Limitations of the present study include the non-availability of information concerning comorbidities of the individuals in the sample, not allowing to infer the role of these comorbidities in the findings. Further, the sample had relatively preserved exercise capacity, predominantly mild symptoms and moderate-to-severe airflow obstruction, somehow limiting the generalizability of the findings. Furthermore, the relatively small size of the subgroups should be considered before extrapolating from these findings. Further research in this field is warranted. The present study, however, brings some clinical implications: for individuals with COPD to be considered physically active, and consequently to achieve health benefits, higher walking intensities (i.e., spending more energy) are important, and not only to increase their walking time. This may motivate the development of strategies to help subjects with moderate-to-severe airflow obstruction and preserved exercise capacity to use their capacity and walk faster (i.e., with higher energy expenditure) in order to prevent/treat illnesses associated with physical inactivity.
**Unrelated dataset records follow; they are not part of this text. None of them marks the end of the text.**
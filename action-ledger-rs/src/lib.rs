// action-ledger-rs/src/lib.rs
// Durable state for request records.
//
// - `MemoryStore`: the interface the controller checkpoints through
// - `InMemoryStore`: process-local store with history search and cleanup
// - `FileLedgerStore`: append-only file, entries encrypted at rest
//   (AES-256-GCM) and chained with SHA-256 for tamper detection

mod ledger;
mod memory;
mod summary;

use async_trait::async_trait;
use error_handling::{Error, ErrorKind, ServiceError, Severity};
use shared_types::{HistoryEntry, RequestRecord};

pub use ledger::{FileLedgerStore, LedgerConfig};
pub use memory::InMemoryStore;
pub use summary::SessionSummary;

#[async_trait]
pub trait MemoryStore: Send + Sync {
    /// Persists a full snapshot of the record
    async fn save_checkpoint(&self, record: &RequestRecord) -> Result<(), StoreError>;

    /// Most recent snapshot of `request_id`
    async fn load_latest(&self, request_id: &str) -> Result<RequestRecord, StoreError>;

    /// Appends history entries; entries already stored are skipped
    async fn append_history_entries(&self, request_id: &str, entries: &[HistoryEntry]) -> Result<(), StoreError>;
}

/// Errors produced by the stores.
#[derive(Debug, thiserror::Error)]
pub enum StoreError {
    #[error("no checkpoint for request {0}")]
    NotFound(String),

    #[error("io error: {0}")]
    Io(#[from] std::io::Error),

    #[error("serialization error: {0}")]
    Serde(#[from] bincode::Error),

    #[error("json error: {0}")]
    Json(#[from] serde_json::Error),

    #[error("crypto error: {0}")]
    Crypto(String),

    #[error("ledger integrity error: {0}")]
    Integrity(String),

    #[error("history gap for request {request_id}: expected {expected}, got {found}")]
    HistoryGap { request_id: String, expected: u64, found: u64 },

    #[error("storage task failed: {0}")]
    Join(String),
}

impl ServiceError for StoreError {
    fn to_error(&self) -> Error {
        let kind = match self {
            StoreError::NotFound(_) => ErrorKind::Validation,
            StoreError::Io(_) => ErrorKind::IO,
            _ => ErrorKind::Storage,
        };
        let mut error = Error::new(kind, self.to_string())
            .service("memory-store")
            .severity(self.severity());
        if self.is_transient() {
            error = error.transient();
        }
        error
    }

    fn is_transient(&self) -> bool {
        matches!(self, StoreError::Io(_) | StoreError::Join(_))
    }

    fn severity(&self) -> Severity {
        match self {
            StoreError::NotFound(_) => Severity::Minor,
            StoreError::Integrity(_) | StoreError::Crypto(_) => Severity::Critical,
            _ => Severity::Major,
        }
    }
}
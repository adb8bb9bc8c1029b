// agent-registry-rs/src/stage.rs
// The contract every processing stage implements

use async_trait::async_trait;
use shared_types::{RequestRecord, StageExecutionError, StageId, StageOutput};

/// One unit of processing with a stable id.
///
/// `execute` receives the record by value and returns the next version
/// together with a [`shared_types::StageSignal`]. A stage may only touch the
/// record through its stage-facing mutators (history, classification,
/// artifact, metadata) and must append at least one history entry. The
/// controller only calls a stage whose id equals `record.current_stage()`.
#[async_trait]
pub trait Stage: Send + Sync {
    fn id(&self) -> &StageId;

    /// Short human-readable description, used in logs and the catalog check
    fn description(&self) -> &str {
        ""
    }

    async fn execute(&self, record: RequestRecord) -> Result<StageOutput, StageExecutionError>;
}
// orchestrator-service-rs/src/lib.rs
// Orchestration controller and caller API for the stage engine, plus the
// customer-support stages the service ships with.
//
// - `Controller`: runs one record to a terminal decision
// - `Orchestrator`: submit / resume / routing rule administration
// - `stages`: receptionist, problem analyst and solution expert

mod checkpoint;
pub mod controller;
pub mod error;
pub mod service;
pub mod stages;

pub use controller::Controller;
pub use error::OrchestratorError;
pub use service::{Orchestrator, SubmitOptions};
In conclusion, despite the required caution regarding the generalizability of the findings, these results show that EE/minute walking is a significant predictor of being physically active in daily life in individuals with COPD, regardless of the time spent walking/day. Each 1 kilocalorie per minute walking improves in 18 times the chances to be physically active according to the ACSM. Finally, physically active individuals spend more EE/minute walking than those physically inactive.
Footnotes
Declaration of conflicting interests
The author(s) declared no potential conflicts of interest with respect to the research, authorship, and/or publication of this article.
Funding
The author(s) received no financial support for the research, authorship, and/or publication of this article.